Part. 16 | Case Invastigation

126 30 1
                                    

Ketika Nana bangun, tak didapatinya sosok Justin di sana. Manik matanya mengedar ke arah jam dinding yang sudah menunjukkan pukul delapan pagi. Nana bangun kesiangan, dan pasti Justin sudah berangkat ke kantor tanpa sarapan. Bagi Justin sih tidak masalah, karena sebelum Nana hadir di apartemennya pun ia juga jarang sarapan.

Nana sudah setengah bangun, kemudian jemarinya bergerak mengambil ponsel Justin yang masih ia pakai hingga sekarang. Dengan niatan ingin menelfon Justin apakah perlu dibawakan sarapan ke kantor. Namun ternyata Justin menghubunginya lebih dulu.

"Halo---" jawab Nana, suaranya serak khas bangun tidur.

"Halo sayang, maaf, apa aku membangunkanmu?"

"Tidak kok. Ada apa? Apa butuh sesuatu ?"

"Ehmm, aku ada rapat penting hari ini, dan beberapa berkas ku tertinggal diapartemen. Jeremy sedang pergi mengurus sesuatu, bisakah kau datang membawakannya?"

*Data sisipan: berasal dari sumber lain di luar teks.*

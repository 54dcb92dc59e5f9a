use std::sync::Arc;
use std::time::Duration;

use sqlx::PgPool;
use tokio::io::AsyncRead;
use tracing::{info, warn};

use partisan_core::{execute, ExecResult, QueueSettings, Registry};

use crate::ipc::{read_message, IpcError, Message};

/// Blocking dequeue timeout, matching the source's 5-second poll.
const DEQUEUE_TIMEOUT: Duration = Duration::from_secs(5);

pub struct WorkerConfig {
    pub queue_name: String,
    pub queue_settings: QueueSettings,
    /// Optional cap after which the worker voluntarily exits, to bound memory
    /// growth across its process lifetime. `None` means unbounded.
    pub tasks_before_death: Option<u32>,
}

/// Drive the worker's main loop: read task descriptors from `stdin` (a
/// supervisor-fed pipe), re-fetch the authoritative row, run it through the
/// execution engine, and apply its outcome. Returns once the worker should
/// exit - on the `Stop` sentinel, a closed pipe, hitting `tasks_before_death`,
/// or detecting that its parent has died.
pub async fn run<R: AsyncRead + Unpin>(
    pool: PgPool,
    registry: Arc<Registry>,
    config: WorkerConfig,
    mut stdin: R,
) -> eyre::Result<()> {
    let mut tasks_processed: u32 = 0;

    loop {
        if let Some(cap) = config.tasks_before_death {
            if tasks_processed >= cap {
                info!(tasks_processed, "worker reached its task cap, exiting");
                return Ok(());
            }
        }

        match tokio::time::timeout(DEQUEUE_TIMEOUT, read_message(&mut stdin)).await {
            Ok(Ok(Some(Message::Stop))) => {
                info!("worker stopped");
                return Ok(());
            }
            Ok(Ok(Some(Message::Task(descriptor)))) => {
                let Some(task) = partisan_core::find_task(&pool, descriptor.id).await? else {
                    warn!(task_id = %descriptor.id, "claimed task vanished before execution");
                    continue;
                };

                match execute(&pool, &registry, &config.queue_settings, &task).await {
                    Ok(ExecResult::Completed) => tasks_processed += 1,
                    Ok(ExecResult::Retried) | Ok(ExecResult::Postponed) => {}
                    Ok(ExecResult::Failed(err)) => {
                        // Any other exception: the task is already failed in the
                        // store; propagate so the outer handler exits the worker
                        // (the supervisor restarts it).
                        warn!(
                            task_id = %task.id,
                            processor_class = %task.processor_class,
                            error = %err,
                            "task failed terminally, exiting worker"
                        );
                        return Err(err.into());
                    }
                    Err(err) => {
                        warn!(task_id = %task.id, error = %err, "unexpected error running task");
                        return Err(err.into());
                    }
                }
            }
            Ok(Ok(None)) => {
                info!("supervisor pipe closed, exiting");
                return Ok(());
            }
            Ok(Err(IpcError::Io(e))) => return Err(e.into()),
            Ok(Err(e)) => return Err(e.into()),
            Err(_elapsed) => {
                if is_orphaned() {
                    info!("parent process is gone, exiting");
                    return Ok(());
                }
            }
        }
    }
}

/// Detect parent death the way the source does via `os.getppid() == 1`: on
/// Linux, a re-parented-to-init process has ppid 1. Parsed out of
/// `/proc/self/stat`'s fourth whitespace-separated field (after the
/// parenthesized, possibly-space-containing comm name).
#[cfg(target_os = "linux")]
fn is_orphaned() -> bool {
    let Ok(stat) = std::fs::read_to_string("/proc/self/stat") else {
        return false;
    };
    parent_pid_from_stat(&stat) == Some(1)
}

#[cfg(not(target_os = "linux"))]
fn is_orphaned() -> bool {
    false
}

#[cfg(target_os = "linux")]
fn parent_pid_from_stat(stat: &str) -> Option<i32> {
    let after_comm = stat.rfind(')')?;
    stat[after_comm + 1..].split_whitespace().nth(1)?.parse().ok()
}

#[cfg(all(test, target_os = "linux"))]
mod tests {
    use super::*;

    #[test]
    fn parses_ppid_out_of_proc_stat_with_spaces_in_comm() {
        let stat = "1234 (my proc name) S 1 1234 1234 0 -1 4194304";
        assert_eq!(parent_pid_from_stat(stat), Some(1));
    }
}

Entah mengapa Justin terdengar sungkan mengucapkannya.

"Tentu saja. Berkas yang seperti apa?".

"Map berwarna merah dan abu-abu, aku menyimpannya di laci meja, diruang kerjaku."

"Baiklah, aku akan segera mengantarnya. Apa perlu ku bawakan sarapan juga?"

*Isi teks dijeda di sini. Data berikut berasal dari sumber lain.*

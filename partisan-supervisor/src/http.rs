use axum::extract::State;
use axum::routing::get;
use axum::Router;
use health::HealthRegistry;
use common_metrics::setup_metrics_routes;
use sqlx::PgPool;

/// Shared state for the health/metrics surface, grounded on the source's
/// `AppContext` pattern.
#[derive(Clone)]
pub struct AppState {
    pub liveness: HealthRegistry,
    pub pool: PgPool,
}

pub fn router(state: AppState) -> Router {
    let router = Router::new()
        .route("/", get(index))
        .route("/_liveness", get(liveness))
        .route("/_readiness", get(readiness))
        .with_state(state);

    setup_metrics_routes(router)
}

async fn index() -> &'static str {
    "partisan-supervisor"
}

async fn liveness(State(state): State<AppState>) -> impl axum::response::IntoResponse {
    state.liveness.get_status()
}

/// Readiness additionally checks that the database pool can round-trip a
/// trivial query, distinguishing "process is up" from "can actually work".
async fn readiness(State(state): State<AppState>) -> axum::http::StatusCode {
    match sqlx::query("SELECT 1").execute(&state.pool).await {
        Ok(_) => axum::http::StatusCode::OK,
        Err(_) => axum::http::StatusCode::SERVICE_UNAVAILABLE,
    }
}
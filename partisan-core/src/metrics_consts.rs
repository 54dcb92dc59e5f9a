pub const TASKS_CLAIMED: &str = "partisan_tasks_claimed";
pub const TASKS_ENQUEUED: &str = "partisan_tasks_enqueued";
pub const TASKS_DEDUPED: &str = "partisan_tasks_deduped";
pub const TASKS_COMPLETED: &str = "partisan_tasks_completed";
pub const TASKS_FAILED: &str = "partisan_tasks_failed";
pub const TASKS_RETRIED: &str = "partisan_tasks_retried";
pub const TASKS_POSTPONED: &str = "partisan_tasks_postponed";
pub const ORPHANS_RESET: &str = "partisan_orphans_reset";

..."hhmm, sepertinya aku ingin makan kalguksu."

"Baiklah, aku akan membelikannya nanti. Aku siap-siap dulu."

"Baiklah sayang, akan ku suruh Marissa menjemputmu. Bye, mmcccuuahhhhh."

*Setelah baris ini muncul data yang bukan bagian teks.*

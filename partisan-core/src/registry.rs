use std::collections::HashMap;
use std::sync::Arc;

use crate::error::RegistryError;
use crate::processor::Processor;

/// Process-wide mapping from processor name to its constructor. Populated at
/// process start via explicit `register` calls - there is no reflection-based
/// discovery here, unlike the subclass/module scanning this replaces.
#[derive(Default, Clone)]
pub struct Registry {
    processors: HashMap<String, Arc<dyn Processor>>,
}

impl Registry {
    pub fn new() -> Self {
        Self::default()
    }

    /// Register a processor instance under its class name. Fails if that name
    /// is already taken - double registration is fatal to the process.
    pub fn register(&mut self, name: impl Into<String>, processor: Arc<dyn Processor>) -> Result<(), RegistryError> {
        let name = name.into();
        if self.processors.contains_key(&name) {
            return Err(RegistryError::AlreadyRegistered(name));
        }
        self.processors.insert(name, processor);
        Ok(())
    }

    pub fn lookup(&self, name: &str) -> Result<Arc<dyn Processor>, RegistryError> {
        self.processors
            .get(name)
            .cloned()
            .ok_or_else(|| RegistryError::NotFound(name.to_string()))
    }

    pub fn is_registered(&self, name: &str) -> bool {
        self.processors.contains_key(name)
    }
}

Nana senyum-senyum sendiri ketika panggilan itu berakhir. Ia segera beranjak dari sofa besar itu, merapikan selimut tebal milik Justin dan mengembalikannya ke kamar pria itu.

Segera mandi dan bersiap. Nana dibuat bingung setelah masuk ke ruang kerja Justin. Tadi Justin bilang menyimpannya di laci meja di ruang kerjanya. Tapi didalam ruangan itu ada dua meja, keduanya juga memiliki laci.

Karena Nana membatasi dirinya untuk tak sembarangan menyentuh atau mengotak-atik semua hal yang ada di apartemen Justin, ia pun meragu.

"Apa perlu bertanya meja yang mana?" Gumamnya sendiri.

Setelah berpikir beberapa detik, Nana rasa tidak masalah memeriksa keduanya, toh Nana tak mungkin juga melakukan hal yang macam-macam.

Pertama, ia membuka laci meja di antara sofa, mencari map berwarna merah dan abu-abu seperti yang Justin minta, beberapa kali Nana menggeser tumpukan majalah di dalamnya untuk memastikan bila ia tak melewatkan satu buku pun. Di rasa tak menemukan yang ia cari Nana ingin segera menutupnya kembali. Belum menutup rapat, karena tak sengaja Nana melihat sebuah buku tebal dengan tulisan '2004 - ( penyelidikan kasus )', ada sebuah lambang dibawahnya seperti huruf K&R, namun tak begitu jelas karena setengah lambangnya terkelupas.

"2004 ?" Gumam Nana.

Itu adalah tahun dimana Nana kehilangan segalanya, tahun dimana Nana kehilangan bahagia.

"Kasus apa? Justin tak pernah cerita soal ini." Gumamnya lagi.

Ingin sekali Nana membuka dan memeriksanya, tapi lagi-lagi Nana tak ingin melewati batasannya. Pikirannya yang tiba-tiba kalut akhirnya buyar seketika saat bel pintu berbunyi sebanyak empat kali. Itu pasti Marissa.

Tak ingin penasaran dengan apa yang ia lihat, Nana segara menutup laci itu rapat-rapat. Lalu beralih ke laci meja kerja dan didapatnya map yang ia cari. Nana buru-buru keluar karena tak ingin Marrisa menunggu lama.